Could you transcribe every entry exactly, leaving nothing out?

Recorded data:
···

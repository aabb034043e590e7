//! Paginated search results.

use serde::{Deserialize, Serialize};

/// One page of search results.
///
/// `count` is the number of rows matching the search across all pages, `data` holds at
/// most one page worth of them.
///
/// ```ignore
/// let page = PaginationData::new(2, 10, 25, books);
/// assert_eq!(page.total_pages, 3);
/// ```
#[derive(Serialize, Deserialize, Debug, Clone, PartialEq)]
pub struct PaginationData<T> {
    /// The requested page, starting at 1.
    pub page: u64,
    /// Number of pages needed to hold `count` rows.
    pub total_pages: u64,
    /// Total number of matching rows.
    pub count: u64,
    /// The rows on this page.
    pub data: Vec<T>,
}

impl<T> PaginationData<T> {
    pub fn new(page: u64, page_size: u64, count: u64, data: Vec<T>) -> Self {
        Self {
            page,
            total_pages: total_pages(count, page_size),
            count,
            data,
        }
    }

    /// Converts the rows of this page, keeping the metadata.
    pub fn map<U>(self, f: impl FnMut(T) -> U) -> PaginationData<U> {
        PaginationData {
            page: self.page,
            total_pages: self.total_pages,
            count: self.count,
            data: self.data.into_iter().map(f).collect(),
        }
    }
}

/// Number of pages of `page_size` rows needed for `count` rows.
pub fn total_pages(count: u64, page_size: u64) -> u64 {
    if page_size == 0 {
        return 0;
    }
    count.div_ceil(page_size)
}
//! Convenient re-exports of commonly used types from crudlayer.
//!
//! ```ignore
//! use crudlayer::prelude::*;
//! ```
//!
//! This provides access to:
//! - The item trait and its document conversions
//! - Store backends and builders
//! - Filters, match options and search pipelines
//! - The base model and pagination
//! - Collection schemas and error types

pub use crudlayer_core::{
    backend::{StoreBackend, StoreBackendBuilder},
    error::{CrudError, CrudResult, ErrorClass, StoreError, StoreResult},
    item::{Item, ItemExt},
    matching::{MatchKind, MatchOption, MatchValue},
    model::{BaseModel, BaseSearchOptions, DEFAULT_PAGE_SIZE},
    page::PaginationData,
    pipeline::{AggregatedPage, SearchPipeline, SearchPipelineBuilder, SortDirection, SortKey},
    query::{Expr, FieldOp, Filter, QueryVisitor},
    schema::{CollectionSchema, FieldRule, FieldType, IndexSpec},
};
use anyhow::Context;
use tokio::net::TcpListener;

use crudlayer_server::{Settings, build_app, connect_store, telemetry};

#[tokio::main]
async fn main() -> anyhow::Result<()> {
    let settings = Settings::load().with_context(|| "failed to load settings")?;
    telemetry::init(&settings.telemetry);

    tracing::info!(
        store = ?settings.store.backend,
        page_size = settings.search.page_size,
        "crudlayer-server starting"
    );

    let store = connect_store(&settings).await?;
    let app = build_app(store, &settings).await?;

    let address = settings.server.address();
    let listener = TcpListener::bind(&address)
        .await
        .with_context(|| format!("failed to bind {address}"))?;
    tracing::info!(%address, "listening");

    axum::serve(listener, app)
        .with_graceful_shutdown(shutdown_signal())
        .await
        .with_context(|| "server error")?;

    tracing::info!("crudlayer-server stopped");
    Ok(())
}

async fn shutdown_signal() {
    if let Err(err) = tokio::signal::ctrl_c().await {
        tracing::error!(error = %err, "failed to listen for shutdown signal");
    }
}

···

--- Exercise answer ---
repository aabb034043e590e7
//! Paginated search results.

use serde::{Deserialize, Serialize};

/// One page of search results.
///
/// `count` is the number of rows matching the search across all pages, `data` holds at
/// most one page worth of them.
///
/// ```ignore
/// let page = PaginationData::new(2, 10, 25, books);
/// assert_eq!(page.total_pages, 3);
/// ```
#[derive(Serialize, Deserialize, Debug, Clone, PartialEq)]
pub struct PaginationData<T> {
    /// The requested page, starting at 1.
    pub page: u64,
    /// Number of pages needed to hold `count` rows.
    pub total_pages: u64,
    /// Total number of matching rows.
    pub count: u64,
    /// The rows on this page.
    pub data: Vec<T>,
}

impl<T> PaginationData<T> {
    pub fn new(page: u64, page_size: u64, count: u64, data: Vec<T>) -> Self {
        Self {
            page,
            total_pages: total_pages(count, page_size),
            count,
            data,
        }
    }

    /// Converts the rows of this page, keeping the metadata.
    pub fn map<U>(self, f: impl FnMut(T) -> U) -> PaginationData<U> {
        PaginationData {
            page: self.page,
            total_pages: self.total_pages,
            count: self.count,
            data: self.data.into_iter().map(f).collect(),
        }
    }
}

/// Number of pages of `page_size` rows needed for `count` rows.
pub fn total_pages(count: u64, page_size: u64) -> u64 {
    if page_size == 0 {
        return 0;
    }
    count.div_ceil(page_size)
}
//! Convenient re-exports of commonly used types from crudlayer.
//!
//! ```ignore
//! use crudlayer::prelude::*;
//! ```
//!
//! This provides access to:
//! - The item trait and its document conversions
//! - Store backends and builders
//! - Filters, match options and search pipelines
//! - The base model and pagination
//! - Collection schemas and error types

pub use crudlayer_core::{
    backend::{StoreBackend, StoreBackendBuilder},
    error::{CrudError, CrudResult, ErrorClass, StoreError, StoreResult},
    item::{Item, ItemExt},
    matching::{MatchKind, MatchOption, MatchValue},
    model::{BaseModel, BaseSearchOptions, DEFAULT_PAGE_SIZE},
    page::PaginationData,
    pipeline::{AggregatedPage, SearchPipeline, SearchPipelineBuilder, SortDirection, SortKey},
    query::{Expr, FieldOp, Filter, QueryVisitor},
    schema::{CollectionSchema, FieldRule, FieldType, IndexSpec},
};
use anyhow::Context;
use tokio::net::TcpListener;

use crudlayer_server::{Settings, build_app, connect_store, telemetry};

#[tokio::main]
async fn main() -> anyhow::Result<()> {
    let settings = Settings::load().with_context(|| "failed to load settings")?;
    telemetry::init(&settings.telemetry);

    tracing::info!(
        store = ?settings.store.backend,
        page_size = settings.search.page_size,
        "crudlayer-server starting"
    );

    let store = connect_store(&settings).await?;
    let app = build_app(store, &settings).await?;

    let address = settings.server.address();
    let listener = TcpListener::bind(&address)
        .await
        .with_context(|| format!("failed to bind {address}"))?;
    tracing::info!(%address, "listening");

    axum::serve(listener, app)
        .with_graceful_shutdown(shutdown_signal())
        .await
        .with_context(|| "server error")?;

    tracing::info!("crudlayer-server stopped");
    Ok(())
}

async fn shutdown_signal() {
    if let Err(err) = tokio::signal::ctrl_c().await {
        tracing::error!(error = %err, "failed to listen for shutdown signal");
    }
}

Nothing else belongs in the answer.